__Task requirements__
Lines with "broke": pull these out of the listing below.
[Provided records Boundary: Start]
pub mod sender;
pub mod types;

pub use sender::NtfySender;
pub use types::{NtfyConfig, Notification};
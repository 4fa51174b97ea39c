use once_cell::sync::OnceCell;
use tracing_subscriber::{EnvFilter, fmt};

static LOGGER_INIT: OnceCell<()> = OnceCell::new();

/// Workspace crates that get `debug` output when verbose logging is requested.
const WORKSPACE_TARGETS: &[&str] = &["asset_alerts", "engine", "market", "notify", "state"];

#[derive(Clone, Copy, Debug, Default, PartialEq, Eq)]
pub enum LogFormat {
    #[default]
    Pretty,
    Json,
}

/// Installs the global subscriber. Safe to call more than once; only the
/// first call has any effect.
///
/// `RUST_LOG` always wins. Without it the filter is `info`, or `info` plus
/// `debug` for the workspace crates when `verbose` is set.
pub fn init_logger(service_name: &'static str, verbose: bool, format: LogFormat) {
    LOGGER_INIT.get_or_init(|| {
        let filter = EnvFilter::try_from_default_env()
            .unwrap_or_else(|_| EnvFilter::new(default_directives(verbose)));

        let builder = fmt()
            .with_env_filter(filter)
            .with_target(true)
            .with_line_number(true)
            .with_writer(std::io::stderr)
            .with_span_events(fmt::format::FmtSpan::CLOSE);

        match format {
            LogFormat::Pretty => builder.compact().init(),
            LogFormat::Json => builder.json().init(),
        }

        tracing::debug!(service = service_name, "logger initialized");
    });
}

fn default_directives(verbose: bool) -> String {
    if !verbose {
        return "info".to_string();
    }

    let mut directives = String::from("info");
    for target in WORKSPACE_TARGETS {
        directives.push(',');
        directives.push_str(target);
        directives.push_str("=debug");
    }
    directives
}
pub mod errors;
pub mod ntfy;
pub mod sink;

pub use errors::NotifyError;
pub use ntfy::{NtfyConfig, NtfySender};
pub use sink::NotificationSink;
use std::fs;
use std::path::{Path, PathBuf};

use chrono::Duration;
use tempfile::TempDir;

use asset_alerts::{ConfigError, Settings};
use engine::ConditionKind;

const NTFY: &str = r#"
[ntfy]
server = "https://ntfy.example.com"
topic = "prices"
"#;

fn parse(alerts: &str) -> Result<Settings, ConfigError> {
    Settings::from_toml_str(&format!("{NTFY}\n{alerts}"))
}

fn invalid_message(result: Result<Settings, ConfigError>) -> String {
    match result {
        Err(ConfigError::Invalid(msg)) => msg,
        other => panic!("expected invalid config, got {other:?}"),
    }
}

#[test]
fn parses_full_config() -> anyhow::Result<()> {
    let settings = Settings::from_toml_str(
        r#"
        check_interval = "15m"

        [ntfy]
        server = "https://ntfy.sh"
        topic = "my-alerts"
        token = "tk_123"
        priority = 4

        [state]
        path = "data/state.json"
        retention = "30d"

        [[alerts]]
        ticker = "BTC-USD"
        name = "Bitcoin"

        [[alerts.conditions]]
        type = "above"
        value = 100000
        message = "Bitcoin broke six figures"

        [[alerts.conditions]]
        type = "percent_change"
        value = 5.5
        period = "24h"

        [[alerts]]
        ticker = "GC=F"

        [[alerts.conditions]]
        type = "absolute_change"
        value = 50
        period = "1h30m"
        "#,
    )?;

    assert_eq!(settings.ntfy.topic, "my-alerts");
    assert_eq!(settings.ntfy.priority, 4);
    assert_eq!(settings.ntfy.token.as_deref(), Some("tk_123"));
    assert_eq!(settings.check_interval.as_deref(), Some("15m"));
    assert_eq!(settings.state_path, Some(PathBuf::from("data/state.json")));
    assert_eq!(settings.retention, Duration::days(30));

    assert_eq!(settings.alerts.len(), 2);
    let btc = &settings.alerts[0];
    assert_eq!(btc.display_name(), "Bitcoin");
    assert_eq!(btc.conditions[0].kind, ConditionKind::Above);
    assert_eq!(btc.conditions[0].threshold, 100_000.0);
    assert_eq!(
        btc.conditions[0].message.as_deref(),
        Some("Bitcoin broke six figures")
    );
    assert_eq!(btc.conditions[1].kind.name(), "percent_change");
    assert_eq!(btc.conditions[1].threshold, 5.5);

    let gold = &settings.alerts[1];
    assert_eq!(gold.display_name(), "GC=F");
    let period = gold.conditions[0].kind.period().expect("change condition has a period");
    assert_eq!(period.duration(), Duration::minutes(90));
    Ok(())
}

#[test]
fn defaults_apply() -> anyhow::Result<()> {
    let settings = parse(
        r#"
        [[alerts]]
        ticker = "AAPL"
        [[alerts.conditions]]
        type = "below"
        value = 150
        "#,
    )?;

    assert_eq!(settings.ntfy.priority, 3);
    assert_eq!(settings.retention, Duration::days(7));
    assert!(settings.state_path.is_none());
    assert!(settings.alerts[0].name.is_none());
    Ok(())
}

#[test]
fn tickers_are_upper_cased_and_deduplicated() -> anyhow::Result<()> {
    let settings = parse(
        r#"
        [[alerts]]
        ticker = " btc-usd "
        [[alerts.conditions]]
        type = "above"
        value = 1

        [[alerts]]
        ticker = "eth-usd"
        [[alerts.conditions]]
        type = "above"
        value = 1

        [[alerts]]
        ticker = "BTC-USD"
        [[alerts.conditions]]
        type = "below"
        value = 1
        "#,
    )?;

    assert_eq!(settings.alerts[0].ticker, "BTC-USD");
    assert_eq!(settings.unique_tickers(), vec!["BTC-USD", "ETH-USD"]);
    Ok(())
}

#[test]
fn rejects_missing_ntfy_fields() {
    let result = Settings::from_toml_str(
        r#"
        [ntfy]
        server = "https://ntfy.sh"

        [[alerts]]
        ticker = "AAPL"
        [[alerts.conditions]]
        type = "above"
        value = 1
        "#,
    );
    assert_eq!(invalid_message(result), "ntfy.topic is required");
}

#[test]
fn rejects_out_of_range_priority() {
    let result = Settings::from_toml_str(
        r#"
        [ntfy]
        server = "https://ntfy.sh"
        topic = "t"
        priority = 9

        [[alerts]]
        ticker = "AAPL"
        [[alerts.conditions]]
        type = "above"
        value = 1
        "#,
    );
    assert!(invalid_message(result).contains("priority"));
}

#[test]
fn rejects_config_without_alerts() {
    assert_eq!(invalid_message(parse("")), "at least one alert is required");
}

#[test]
fn rejects_bad_conditions() {
    let cases = [
        (
            r#"type = "above"
               value = 0"#,
            "alerts[0].conditions[0]: value must be positive",
        ),
        (
            r#"type = "sideways"
               value = 1"#,
            "alerts[0].conditions[0]: invalid type",
        ),
        (
            r#"type = "percent_change"
               value = 5"#,
            "alerts[0].conditions[0]: period is required for percent_change conditions",
        ),
        (
            r#"type = "absolute_change"
               value = 5
               period = "0h""#,
            "alerts[0].conditions[0]:",
        ),
    ];

    for (condition, expected) in cases {
        let toml = format!(
            "[[alerts]]\nticker = \"AAPL\"\n[[alerts.conditions]]\n{condition}\n"
        );
        let msg = invalid_message(parse(&toml));
        assert!(msg.starts_with(expected), "{msg:?} should start with {expected:?}");
    }
}

#[test]
fn rejects_periods_too_long_to_look_back() {
    let msg = invalid_message(parse(
        r#"
        [[alerts]]
        ticker = "AAPL"
        [[alerts.conditions]]
        type = "percent_change"
        value = 5
        period = "100000000d"
        "#,
    ));
    assert!(msg.starts_with("alerts[0].conditions[0]:"), "{msg:?}");
    assert!(msg.contains("exceeds"), "{msg:?}");

    let msg = invalid_message(parse(
        r#"
        [state]
        retention = "100000000d"

        [[alerts]]
        ticker = "AAPL"
        [[alerts.conditions]]
        type = "above"
        value = 1
        "#,
    ));
    assert!(msg.starts_with("state.retention:"), "{msg:?}");
}

#[test]
fn rejects_empty_ticker() {
    let msg = invalid_message(parse(
        r#"
        [[alerts]]
        ticker = "  "
        [[alerts.conditions]]
        type = "above"
        value = 1
        "#,
    ));
    assert_eq!(msg, "alerts[0].ticker is required");
}

#[test]
fn malformed_toml_is_a_parse_error() {
    let result = Settings::from_toml_str("[ntfy\nserver = ");
    assert!(matches!(result, Err(ConfigError::Parse(_))), "got {result:?}");
}

#[test]
fn expands_environment_variables() -> anyhow::Result<()> {
    // SAFETY: the variable name is unique to this test.
    unsafe {
        std::env::set_var("ASSET_ALERTS_TEST_TOPIC", "from-env");
    }

    let settings = Settings::from_toml_str(
        r#"
        [ntfy]
        server = "https://ntfy.sh"
        topic = "${ASSET_ALERTS_TEST_TOPIC}"
        password = "${ASSET_ALERTS_TEST_UNSET_PASSWORD}"

        [[alerts]]
        ticker = "AAPL"
        [[alerts.conditions]]
        type = "above"
        value = 1
        "#,
    )?;

    assert_eq!(settings.ntfy.topic, "from-env");
    assert_eq!(
        settings.ntfy.password.as_deref(),
        Some("${ASSET_ALERTS_TEST_UNSET_PASSWORD}")
    );
    Ok(())
}

#[test]
fn loads_from_disk() -> anyhow::Result<()> {
    let dir = TempDir::new()?;
    let path = dir.path().join("config.toml");
    fs::write(
        &path,
        format!("{NTFY}\n[[alerts]]\nticker = \"AAPL\"\n[[alerts.conditions]]\ntype = \"above\"\nvalue = 200\n"),
    )?;

    let settings = Settings::load(&path)?;
    assert_eq!(settings.alerts[0].ticker, "AAPL");
    Ok(())
}

#[test]
fn missing_file_is_a_read_error() {
    let result = Settings::load(Path::new("/definitely/not/here/config.toml"));
    assert!(matches!(result, Err(ConfigError::Read { .. })), "got {result:?}");
}

#[test]
fn state_path_resolution() -> anyhow::Result<()> {
    let mut settings = parse(
        r#"
        [[alerts]]
        ticker = "AAPL"
        [[alerts.conditions]]
        type = "above"
        value = 1
        "#,
    )?;
    let config = Path::new("/etc/asset-alerts/config.toml");

    assert_eq!(
        settings.resolve_state_path(None, config),
        PathBuf::from("/etc/asset-alerts/state.json")
    );

    settings.state_path = Some(PathBuf::from("data/state.json"));
    assert_eq!(
        settings.resolve_state_path(None, config),
        PathBuf::from("/etc/asset-alerts/data/state.json")
    );

    settings.state_path = Some(PathBuf::from("/var/lib/alerts.json"));
    assert_eq!(
        settings.resolve_state_path(None, config),
        PathBuf::from("/var/lib/alerts.json")
    );

    let cli_override = Path::new("/tmp/override.json");
    assert_eq!(
        settings.resolve_state_path(Some(cli_override), config),
        PathBuf::from("/tmp/override.json")
    );
    Ok(())
}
[Provided records Boundary: End]
__Written answer__
        message = "Bitcoin broke six figures"
        Some("Bitcoin broke six figures")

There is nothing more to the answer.